9 Crouwel 1981, pp. 54–56; Crouwel 2004, p. 341.
10 Bondár 2012, pp. 72 and 103, counted eighteen clay models from the Baden culture
(late 4th to early 3rd millennium BC) in the Carpathian basin, and another eighty-
nine from the Early and Middle Bronze Age.
11 Penner 1998; Harding 2005; on Mitrou see Maran and Van de Moortel 2014, although
the authors attribute the transformation of Mitrou to natives rather than to outsiders.
12 Whittaker 2014, p. 208.
13 For a review different from mine of the militarizing of Greece see Phialon 2013, a
summary of her doctoral dissertation. At p. 32 Phialon discusses bows and arrows
(her “6000 points de fleche” should be emended to 600), and in another short
paragraph on pp. 34–35 she deals with chariots, but she does not connect chariots or
any of the new weapons with a military event.
14 Dickinson 2010.
15 On the basis of both the archaeological record in Greece and the Hittite texts Jorrit
Kelder (see Kelder 2010 and Kelder 2012) has well argued that there was not just a
kingdom but in fact a Great Kingdom, ruled by a LUGAL.GAL, in Ahhiya.

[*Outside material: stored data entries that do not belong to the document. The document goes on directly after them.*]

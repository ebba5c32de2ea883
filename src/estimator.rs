//! Per-frame F1/F2 estimation from a magnitude spectrum.
//!
//! Each frame goes through a level gate, a strongest-local-maximum search in
//! the F1 and F2 bands, a power floor check on both peaks, and finally
//! exponential smoothing against the previous estimate.

use serde::{Deserialize, Serialize};
use tracing::{debug, warn};

use crate::peaks::{band_bins, strongest_peak, Peak, LOCAL_MAX_HALF_WINDOW};
use crate::processing::{db_to_lin, min_max_normalize};
use crate::tracking::{FormantSmoother, SmoothingState};
use crate::types::{FormantEstimate, FrequencyRange, MagnitudeUnits, SignalLevel, SpectrumFrame};

/// How the magnitude frame is turned into the spectrum that peaks are searched in.
#[derive(Debug, Clone, Copy, PartialEq, Eq, Serialize, Deserialize)]
#[serde(rename_all = "snake_case")]
pub enum Normalization {
    /// `10^(dB / 20)`.
    Decibel,
    /// Linear magnitudes rescaled onto `[0, 1]` per frame.
    MinMax,
}

/// Minimum signal level below which frames are skipped.
#[derive(Debug, Clone, Copy, PartialEq, Serialize, Deserialize)]
#[serde(default)]
pub struct GateConfig {
    /// Applied to [`SignalLevel::AverageDb`].
    pub min_average_db: f64,
    /// Applied to [`SignalLevel::Rms`].
    pub min_rms: f64,
}

impl GateConfig {
    pub const DEFAULT_MIN_AVERAGE_DB: f64 = -100.0;
    pub const DEFAULT_MIN_RMS: f64 = 0.01;

    pub fn passes(&self, level: SignalLevel) -> bool {
        match level {
            SignalLevel::AverageDb(db) => db >= self.min_average_db,
            SignalLevel::Rms(rms) => rms >= self.min_rms,
        }
    }

    fn validate(&self) -> crate::Result<()> {
        if self.min_average_db.is_nan() {
            return Err(crate::invalid("gate min_average_db is NaN"));
        }
        if !self.min_rms.is_finite() || self.min_rms < 0.0 {
            return Err(crate::invalid(format!(
                "gate min_rms must be a non-negative number, got {}",
                self.min_rms
            )));
        }
        Ok(())
    }
}

impl Default for GateConfig {
    fn default() -> Self {
        Self {
            min_average_db: Self::DEFAULT_MIN_AVERAGE_DB,
            min_rms: Self::DEFAULT_MIN_RMS,
        }
    }
}

#[derive(Debug, Clone, Copy, PartialEq, Serialize, Deserialize)]
#[serde(default)]
pub struct EstimatorConfig {
    pub sample_rate: f64,
    pub f1_band: FrequencyRange,
    pub f2_band: FrequencyRange,
    /// Weight of the previous estimate, in `[0, 1)`. Zero disables smoothing.
    pub smoothing_factor: f64,
    pub gate: GateConfig,
    /// Peaks at or below this raw level are rejected.
    pub peak_floor_db: f64,
    pub normalization: Normalization,
}

impl EstimatorConfig {
    pub const DEFAULT_SAMPLE_RATE: f64 = 44_100.0;
    pub const F1_BAND: FrequencyRange = FrequencyRange::new(200.0, 1000.0);
    pub const F2_BAND: FrequencyRange = FrequencyRange::new(750.0, 2600.0);
    pub const DEFAULT_SMOOTHING_FACTOR: f64 = 0.5;
    pub const DEFAULT_PEAK_FLOOR_DB: f64 = -80.0;

    pub fn with_sample_rate(sample_rate: f64) -> Self {
        Self {
            sample_rate,
            ..Self::default()
        }
    }

    pub fn nyquist(&self) -> f64 {
        self.sample_rate / 2.0
    }

    pub fn validate(&self) -> crate::Result<()> {
        if !self.sample_rate.is_finite() || self.sample_rate <= 0.0 {
            return Err(crate::invalid(format!(
                "sample rate must be positive, got {}",
                self.sample_rate
            )));
        }
        self.f1_band.validate("f1 band", Some(self.nyquist()))?;
        self.f2_band.validate("f2 band", Some(self.nyquist()))?;
        if !(0.0..1.0).contains(&self.smoothing_factor) {
            return Err(crate::invalid(format!(
                "smoothing factor must lie in [0, 1), got {}",
                self.smoothing_factor
            )));
        }
        if self.peak_floor_db.is_nan() {
            return Err(crate::invalid("peak floor is NaN"));
        }
        self.gate.validate()
    }

    /// Checks that `bin_count` bins at this sample rate leave a non-empty
    /// peak search inside both bands.
    pub fn check_resolution(&self, bin_count: usize) -> crate::Result<()> {
        if bin_count == 0 {
            return Err(crate::invalid("spectrum has no bins"));
        }
        let bin_hz = self.nyquist() / bin_count as f64;
        for band in [&self.f1_band, &self.f2_band] {
            let (start, end) = band_bins(band, bin_hz);
            let scan_empty =
                end.saturating_sub(LOCAL_MAX_HALF_WINDOW) <= start + LOCAL_MAX_HALF_WINDOW;
            if end > bin_count || scan_empty {
                return Err(crate::invalid(format!(
                    "{} bins of {:.1} Hz cannot resolve [{}, {}] Hz",
                    bin_count, bin_hz, band.min, band.max
                )));
            }
        }
        Ok(())
    }
}

impl Default for EstimatorConfig {
    fn default() -> Self {
        Self {
            sample_rate: Self::DEFAULT_SAMPLE_RATE,
            f1_band: Self::F1_BAND,
            f2_band: Self::F2_BAND,
            smoothing_factor: Self::DEFAULT_SMOOTHING_FACTOR,
            gate: GateConfig::default(),
            peak_floor_db: Self::DEFAULT_PEAK_FLOOR_DB,
            normalization: Normalization::Decibel,
        }
    }
}

/// Outcome of one [`FormantEstimator::analyze`] call.
#[derive(Debug, Clone, Copy, PartialEq)]
pub enum Estimation {
    Formants(FormantEstimate),
    /// Level below the gate.
    NoSignal,
    /// A band had no qualifying local maximum, or its peak sat on the floor.
    NoPeak,
    /// Frame does not match the configured sample rate or band coverage.
    Unusable,
}

impl Estimation {
    pub fn formants(&self) -> Option<FormantEstimate> {
        match self {
            Estimation::Formants(f) => Some(*f),
            _ => None,
        }
    }
}

pub struct FormantEstimator {
    config: EstimatorConfig,
    smoother: FormantSmoother,
}

impl FormantEstimator {
    pub fn new(config: EstimatorConfig) -> crate::Result<Self> {
        config.validate()?;
        Ok(Self {
            smoother: FormantSmoother::new(config.smoothing_factor),
            config,
        })
    }

    pub fn config(&self) -> &EstimatorConfig {
        &self.config
    }

    pub fn smoothing_state(&self) -> SmoothingState {
        self.smoother.state()
    }

    /// Forget the previous estimate, as at the start of a new session.
    pub fn reset(&mut self) {
        self.smoother.reset();
    }

    pub fn estimate(&mut self, frame: &SpectrumFrame, level: SignalLevel) -> Option<FormantEstimate> {
        self.analyze(frame, level).formants()
    }

    pub fn analyze(&mut self, frame: &SpectrumFrame, level: SignalLevel) -> Estimation {
        if !self.config.gate.passes(level) {
            debug!("[estimator] frame gated: {level:?}");
            return Estimation::NoSignal;
        }
        if frame.is_empty() {
            debug!("[estimator] empty frame");
            return Estimation::NoPeak;
        }
        if !self.is_usable(frame) {
            return Estimation::Unusable;
        }

        let spectrum = self.normalized_spectrum(frame);
        let bin_hz = frame.bin_hz();
        let Some(p1) = self.band_peak(&spectrum, frame, &self.config.f1_band, bin_hz) else {
            return Estimation::NoPeak;
        };
        let Some(p2) = self.band_peak(&spectrum, frame, &self.config.f2_band, bin_hz) else {
            return Estimation::NoPeak;
        };

        let raw = FormantEstimate {
            f1: frame.bin_frequency(p1.bin),
            f2: frame.bin_frequency(p2.bin),
        };
        let smoothed = self.smoother.update(raw);
        debug!(
            "[estimator] raw f1 {:.1} f2 {:.1} -> smoothed f1 {:.1} f2 {:.1}",
            raw.f1, raw.f2, smoothed.f1, smoothed.f2
        );
        Estimation::Formants(smoothed)
    }

    fn is_usable(&self, frame: &SpectrumFrame) -> bool {
        let expected = self.config.sample_rate;
        if (frame.sample_rate() - expected).abs() > expected * 1e-9 {
            warn!(
                "[estimator] frame sample rate {} Hz does not match configured {} Hz",
                frame.sample_rate(),
                expected
            );
            return false;
        }
        if let Err(err) = self.config.check_resolution(frame.bin_count()) {
            warn!("[estimator] unusable frame: {err}");
            return false;
        }
        true
    }

    fn normalized_spectrum(&self, frame: &SpectrumFrame) -> Vec<f64> {
        let linear: Vec<f64> = match frame.units() {
            MagnitudeUnits::Decibels => frame.magnitudes().iter().map(|&db| db_to_lin(db)).collect(),
            MagnitudeUnits::Linear => frame.magnitudes().iter().map(|&v| v as f64).collect(),
        };
        match self.config.normalization {
            Normalization::Decibel => linear,
            Normalization::MinMax => min_max_normalize(&linear),
        }
    }

    fn band_peak(
        &self,
        spectrum: &[f64],
        frame: &SpectrumFrame,
        band: &FrequencyRange,
        bin_hz: f64,
    ) -> Option<Peak> {
        let (start, end) = band_bins(band, bin_hz);
        let Some(peak) = strongest_peak(spectrum, start, end, LOCAL_MAX_HALF_WINDOW) else {
            debug!("[estimator] no local maximum in [{}, {}] Hz", band.min, band.max);
            return None;
        };
        let power_db = frame.bin_db(peak.bin)?;
        if power_db > self.config.peak_floor_db {
            Some(peak)
        } else {
            debug!(
                "[estimator] peak at bin {} is {power_db:.1} dB, floor {} dB",
                peak.bin, self.config.peak_floor_db
            );
            None
        }
    }
}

16 For a translation of paragraph 12 of the Indictment of Madduwatta see Beckman,
Bryce and Cline 2011, p. 81.
17 Paragraph 36 in the numeration of Beckman, Bryce and Cline 2011.
18 See Kelder 2012, p. 43:


The attribution of the title “Great King” (LUGAL.GAL in the texts) to the King
of Ahhiyawa is significant. As has been noted above, the title was used by only
a handful of Near Eastern rulers; all of whom exercised rule over large swathes
of land, including various subservient kingdoms of vassal states. It thus seems
logical to suppose that Ahhiyawa—wherever one is inclined to situate it—was
organized along the same, Near Eastern, lines. In other words, Ahhiyawa must
have included a core-state (a heartland) that was ruled directly by the Great King,
and several vassal states.

19 Kopanias 2015, pp. 212–215, describes the hostilities between the kings of Ahhiyawa
and Hatti over Wilusa and Millawanda in the 13th century BC(reigns of Hattushili
III and Tudhaliya IV).
20 Lohmann 2010, p. 38, writes that an earlier settlement at Kiapha Thiti was abandoned
at the end of the EH II period. “Nach einem Hiatus von mehreren Jahrhunderten
erfolgte mit der Errichtung der über 160 m langen Unteren Ringmauer in
Mittelhelladisch III der Ausbau der Akropole zu einer mächtigen Burganlage.”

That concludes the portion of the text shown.